Some of us grew up in situations in which instant gratification was the norm. We have all seen children today who are showered with toys, are given any food they like at any time they like, have entertainment on tap, without having to go looking for it. Whatever they want they can have, without actually having to wait for it, to earn it, create it, or to find an alternative if it’s not available. For such children, new toys can become a two-minute wonder, played with fleetingly because they are so easy to get. But are soon, quickly cast aside in favor of the next gratification. The children learn to expect that what they want will always be provided and they won’t have to wait or make an effort.

So, what happens to children who live on this diet of instant gratification? They often are poor learners of social skills, have little appreciation, no gratitude or regard other people’s feelings, and in the longer term, a sense of omnipotence which can lead to difficulties in the face of life’s challenges and frustrations. When something goes wrong for others, it’s their fault. When something goes wrong for them, it’s not their fault; it’s the fault of external forces. They project blame. This projection often antagonizes a situation. Feeling entitled to something they aren’t getting leads to frustration, which leads to emotional eruptions and exaggerated reactions.
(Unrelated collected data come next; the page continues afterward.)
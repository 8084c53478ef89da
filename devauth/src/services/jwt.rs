//! JWT issuance and verification.
//!
//! Tokens are signed RS256 with the private key and verified with the public
//! key, so verification can be delegated to other services without handing
//! out signing capability.

use base64::engine::general_purpose::STANDARD;
use base64::Engine;
use chrono::{Duration, Utc};
use jsonwebtoken::{decode, encode, Algorithm, DecodingKey, EncodingKey, Header, Validation};
use serde::{Deserialize, Serialize};
use uuid::Uuid;

use crate::config::JwtConfig;

/// Token kind carried in the `type` claim.
///
/// The verifier does not enforce kind; callers presented with a token must
/// branch on this claim themselves.
#[derive(Debug, Clone, Copy, PartialEq, Eq, Serialize, Deserialize)]
#[serde(rename_all = "lowercase")]
pub enum TokenKind {
    Access,
    Refresh,
}

/// Claims for both token kinds.
///
/// Access tokens carry `email`; refresh tokens carry `session_id`. Absent
/// claims are omitted from the payload.
#[derive(Debug, Clone, Serialize, Deserialize)]
pub struct TokenClaims {
    /// Subject: the user id.
    pub sub: Uuid,
    /// Tenant the token is scoped to.
    pub app_id: String,
    #[serde(skip_serializing_if = "Option::is_none")]
    pub email: Option<String>,
    #[serde(skip_serializing_if = "Option::is_none")]
    pub session_id: Option<Uuid>,
    pub iat: i64,
    pub exp: i64,
    #[serde(rename = "type")]
    pub kind: TokenKind,
}

#[derive(Clone)]
pub struct JwtService {
    encoding_key: EncodingKey,
    decoding_key: DecodingKey,
    access_token_expiry_minutes: i64,
    refresh_token_expiry_days: i64,
}

impl JwtService {
    /// Create the service from base64-encoded PEM key material.
    pub fn new(config: &JwtConfig) -> Result<Self, anyhow::Error> {
        let private_pem = STANDARD
            .decode(&config.private_key)
            .map_err(|e| anyhow::anyhow!("JWT_PRIVATE_KEY is not valid base64: {}", e))?;
        let encoding_key = EncodingKey::from_rsa_pem(&private_pem)
            .map_err(|e| anyhow::anyhow!("Failed to parse private key: {}", e))?;

        let public_pem = STANDARD
            .decode(&config.public_key)
            .map_err(|e| anyhow::anyhow!("JWT_PUBLIC_KEY is not valid base64: {}", e))?;
        let decoding_key = DecodingKey::from_rsa_pem(&public_pem)
            .map_err(|e| anyhow::anyhow!("Failed to parse public key: {}", e))?;

        Ok(Self {
            encoding_key,
            decoding_key,
            access_token_expiry_minutes: config.access_token_expiry_minutes,
            refresh_token_expiry_days: config.refresh_token_expiry_days,
        })
    }

    /// Issue a short-lived access token.
    pub fn issue_access_token(
        &self,
        user_id: Uuid,
        app_id: &str,
        email: &str,
    ) -> Result<String, anyhow::Error> {
        let now = Utc::now();
        let claims = TokenClaims {
            sub: user_id,
            app_id: app_id.to_string(),
            email: Some(email.to_string()),
            session_id: None,
            iat: now.timestamp(),
            exp: (now + Duration::minutes(self.access_token_expiry_minutes)).timestamp(),
            kind: TokenKind::Access,
        };
        self.sign(&claims)
    }

    /// Issue a refresh token tied to one session lineage.
    pub fn issue_refresh_token(
        &self,
        user_id: Uuid,
        app_id: &str,
        session_id: Uuid,
    ) -> Result<String, anyhow::Error> {
        let now = Utc::now();
        let claims = TokenClaims {
            sub: user_id,
            app_id: app_id.to_string(),
            email: None,
            session_id: Some(session_id),
            iat: now.timestamp(),
            exp: (now + Duration::days(self.refresh_token_expiry_days)).timestamp(),
            kind: TokenKind::Refresh,
        };
        self.sign(&claims)
    }

    fn sign(&self, claims: &TokenClaims) -> Result<String, anyhow::Error> {
        let header = Header::new(Algorithm::RS256);
        encode(&header, claims, &self.encoding_key)
            .map_err(|e| anyhow::anyhow!("Failed to encode token: {}", e))
    }

    /// Verify signature and expiry.
    ///
    /// Fails closed: any failure is `None`, with no detail about which check
    /// tripped. Callers must branch on `None` explicitly.
    pub fn verify(&self, token: &str) -> Option<TokenClaims> {
        let mut validation = Validation::new(Algorithm::RS256);
        validation.validate_exp = true;

        decode::<TokenClaims>(token, &self.decoding_key, &validation)
            .ok()
            .map(|data| data.claims)
    }

    /// Decode without verifying the signature, for debugging and logging
    /// only. Never an input to an authorization decision.
    pub fn decode_unverified(token: &str) -> Option<TokenClaims> {
        let mut validation = Validation::new(Algorithm::RS256);
        validation.insecure_disable_signature_validation();
        validation.validate_exp = false;

        decode::<TokenClaims>(token, &DecodingKey::from_secret(&[]), &validation)
            .ok()
            .map(|data| data.claims)
    }

    pub fn access_token_expiry_seconds(&self) -> i64 {
        self.access_token_expiry_minutes * 60
    }
}
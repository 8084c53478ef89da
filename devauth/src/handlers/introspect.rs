use axum::{extract::State, response::IntoResponse, Json};
use service_core::error::AppError;

use crate::{
    dtos::auth::IntrospectRequest,
    middleware::AppContext,
    AppState,
};

/// Report whether an access token is active for the authenticated
/// application. Inactive tokens yield `{"active": false}` with no detail.
pub async fn introspect(
    State(state): State<AppState>,
    AppContext(application): AppContext,
    Json(req): Json<IntrospectRequest>,
) -> Result<impl IntoResponse, AppError> {
    let response = state
        .auth
        .introspect(&application.app_id, &req.token)
        .await?;
    Ok(Json(response))
}
pub mod api_keys;
pub mod auth;
pub mod cleanup;
pub mod counters;
pub mod email;
pub mod error;
pub mod jwt;
pub mod memory;
pub mod portal;
pub mod rate_limit;
pub mod secrets;
pub mod store;

pub use api_keys::ApiKeyService;
pub use auth::AuthService;
pub use cleanup::CleanupService;
pub use counters::{CounterError, CounterStore, InMemoryCounterStore, RedisCounterStore};
pub use email::{EmailProvider, MockMailer, SmtpMailer};
pub use error::ServiceError;
pub use jwt::{JwtService, TokenClaims, TokenKind};
pub use memory::InMemoryStore;
pub use portal::{PortalService, PORTAL_APP_ID};
pub use rate_limit::{BruteForceGuard, RateDecision, RateLimiter};
pub use secrets::{SecretCipher, SecretCipherError};
pub use store::{AuthStore, PgStore, StoreError};
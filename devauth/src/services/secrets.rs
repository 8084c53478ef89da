//! AES-256-GCM encryption of application secrets at rest.
//!
//! Unlike passwords, application secrets must be recoverable in plaintext,
//! so they are encrypted rather than hashed. Ciphertext strings are
//! self-contained: `base64(nonce ‖ ciphertext ‖ tag)`.

use aes_gcm::{
    aead::{Aead, KeyInit},
    Aes256Gcm, Nonce,
};
use base64::engine::general_purpose::STANDARD;
use base64::Engine;
use rand::{rngs::OsRng, RngCore};
use thiserror::Error;

const NONCE_LEN: usize = 12;
const TAG_LEN: usize = 16;

#[derive(Debug, Error)]
pub enum SecretCipherError {
    #[error("APP_SECRET_ENCRYPTION_KEY must be 32 bytes when base64 decoded")]
    InvalidKey,

    #[error("encryption failed")]
    EncryptionFailed,

    #[error("decryption failed")]
    DecryptionFailed,
}

/// Symmetric cipher for per-application secrets.
#[derive(Clone)]
pub struct SecretCipher {
    cipher: Aes256Gcm,
}

impl SecretCipher {
    /// Build from a base64-encoded 32-byte key. Anything that does not
    /// decode to exactly 32 bytes is a configuration error.
    pub fn new(key_b64: &str) -> Result<Self, SecretCipherError> {
        let key_bytes = STANDARD
            .decode(key_b64)
            .map_err(|_| SecretCipherError::InvalidKey)?;

        if key_bytes.len() != 32 {
            return Err(SecretCipherError::InvalidKey);
        }

        let key = aes_gcm::Key::<Aes256Gcm>::from_slice(&key_bytes);
        Ok(Self {
            cipher: Aes256Gcm::new(key),
        })
    }

    /// Encrypt a secret. A fresh random nonce per call makes the output
    /// non-deterministic even for identical plaintexts.
    pub fn encrypt(&self, plaintext: &str) -> Result<String, SecretCipherError> {
        let mut nonce_bytes = [0u8; NONCE_LEN];
        OsRng.fill_bytes(&mut nonce_bytes);
        let nonce = Nonce::from_slice(&nonce_bytes);

        let ciphertext = self
            .cipher
            .encrypt(nonce, plaintext.as_bytes())
            .map_err(|_| SecretCipherError::EncryptionFailed)?;

        let mut combined = Vec::with_capacity(NONCE_LEN + ciphertext.len());
        combined.extend_from_slice(&nonce_bytes);
        combined.extend_from_slice(&ciphertext);

        Ok(STANDARD.encode(combined))
    }

    /// Decrypt a ciphertext string produced by [`encrypt`](Self::encrypt).
    /// Fails on truncated or tampered input.
    pub fn decrypt(&self, ciphertext_b64: &str) -> Result<String, SecretCipherError> {
        let combined = STANDARD
            .decode(ciphertext_b64)
            .map_err(|_| SecretCipherError::DecryptionFailed)?;

        if combined.len() < NONCE_LEN + TAG_LEN {
            return Err(SecretCipherError::DecryptionFailed);
        }

        let nonce = Nonce::from_slice(&combined[..NONCE_LEN]);
        let plaintext = self
            .cipher
            .decrypt(nonce, &combined[NONCE_LEN..])
            .map_err(|_| SecretCipherError::DecryptionFailed)?;

        String::from_utf8(plaintext).map_err(|_| SecretCipherError::DecryptionFailed)
    }
}

#[cfg(test)]
mod tests {
    use super::*;

    const TEST_KEY: &str = "MDEyMzQ1Njc4OUFCQ0RFRjAxMjM0NTY3ODlBQkNERUY=";

    #[test]
    fn roundtrip_recovers_plaintext() {
        let cipher = SecretCipher::new(TEST_KEY).unwrap();

        for secret in ["short", "a longer application secret value", "unicode αβγ"] {
            let encrypted = cipher.encrypt(secret).unwrap();
            assert_eq!(cipher.decrypt(&encrypted).unwrap(), secret);
        }
    }

    #[test]
    fn encryption_is_non_deterministic() {
        let cipher = SecretCipher::new(TEST_KEY).unwrap();

        let a = cipher.encrypt("same input").unwrap();
        let b = cipher.encrypt("same input").unwrap();

        assert_ne!(a, b);
        assert_eq!(cipher.decrypt(&a).unwrap(), "same input");
        assert_eq!(cipher.decrypt(&b).unwrap(), "same input");
    }

    #[test]
    fn rejects_wrong_key_length() {
        let short = STANDARD.encode("sixteen byte key");
        assert!(matches!(
            SecretCipher::new(&short),
            Err(SecretCipherError::InvalidKey)
        ));
        assert!(matches!(
            SecretCipher::new("not base64!!!"),
            Err(SecretCipherError::InvalidKey)
        ));
    }

    #[test]
    fn rejects_tampered_ciphertext() {
        let cipher = SecretCipher::new(TEST_KEY).unwrap();
        let encrypted = cipher.encrypt("secret").unwrap();

        let mut raw = STANDARD.decode(&encrypted).unwrap();
        raw[NONCE_LEN + 1] ^= 0xff;
        let tampered = STANDARD.encode(raw);

        assert!(cipher.decrypt(&tampered).is_err());
    }

    #[test]
    fn rejects_truncated_ciphertext() {
        let cipher = SecretCipher::new(TEST_KEY).unwrap();
        assert!(cipher.decrypt(&STANDARD.encode([0u8; 8])).is_err());
    }

    #[test]
    fn different_keys_are_incompatible() {
        let other_key = STANDARD.encode([7u8; 32]);
        let cipher_a = SecretCipher::new(TEST_KEY).unwrap();
        let cipher_b = SecretCipher::new(&other_key).unwrap();

        let encrypted = cipher_a.encrypt("secret").unwrap();
        assert!(cipher_b.decrypt(&encrypted).is_err());
    }
}
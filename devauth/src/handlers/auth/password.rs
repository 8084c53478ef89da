use axum::{extract::State, response::IntoResponse, Json};
use service_core::error::AppError;

use crate::{
    dtos::auth::{PasswordResetConfirm, PasswordResetRequest},
    dtos::MessageResponse,
    middleware::{AppContext, AppId},
    utils::ValidatedJson,
    AppState,
};

/// Request a password reset email. The response is identical whether or not
/// the address exists.
pub async fn request_password_reset(
    State(state): State<AppState>,
    AppContext(application): AppContext,
    ValidatedJson(req): ValidatedJson<PasswordResetRequest>,
) -> Result<impl IntoResponse, AppError> {
    state
        .auth
        .request_password_reset(&application, &req.email)
        .await?;
    Ok(Json(MessageResponse::new(
        "If the email exists, a password reset link has been sent",
    )))
}

/// Consume a reset token and set the new password. Every active session of
/// the user is revoked.
pub async fn confirm_password_reset(
    State(state): State<AppState>,
    AppId(app_id): AppId,
    ValidatedJson(req): ValidatedJson<PasswordResetConfirm>,
) -> Result<impl IntoResponse, AppError> {
    state
        .auth
        .confirm_password_reset(&app_id, &req.token, &req.new_password)
        .await?;
    Ok(Json(MessageResponse::new("Password reset successfully")))
}
pub mod app_auth;
pub mod auth;
pub mod rate_limit;

pub use app_auth::{app_auth_middleware, AppContext, AppId};
pub use auth::{auth_middleware, portal_auth_middleware, CurrentUser, PortalDeveloper};
pub use rate_limit::rate_limit_middleware;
The antidote is called courage. I define courage as the willingness to do what is hard and do it anyways. We protect small small children from risk, if we do not it is called neglect. We do not expect newborns to do what is hard. But they grow so fast and before long they are not small children anymore. As children grow, parents give more freedom and allow them to take appropriate risks. In turn, chidren have choices now that they didn’t have as infants. They can begin to be responsible for their own happiness.

Sometimes struggle is exactly what we need in our life. If nature allowed us to go through our life without any obstacles, it would cripple us. We would not be as strong as what we could have been.

Even with the obligations and commitments of adulthood, we all have choices, even if we do not like our options,  do what is hard or do what is easy. Either way the choice is ours and there will be a consequence no matter what we choose.

Value comes from doing what is hard. We value gold or diamonds because they are precious and hard to get. We value a home, career, education or relationships because they are hard, but that’s what gives them value. It is up to us. We won’t experience courage until after we have taken the risk of doing what is hard.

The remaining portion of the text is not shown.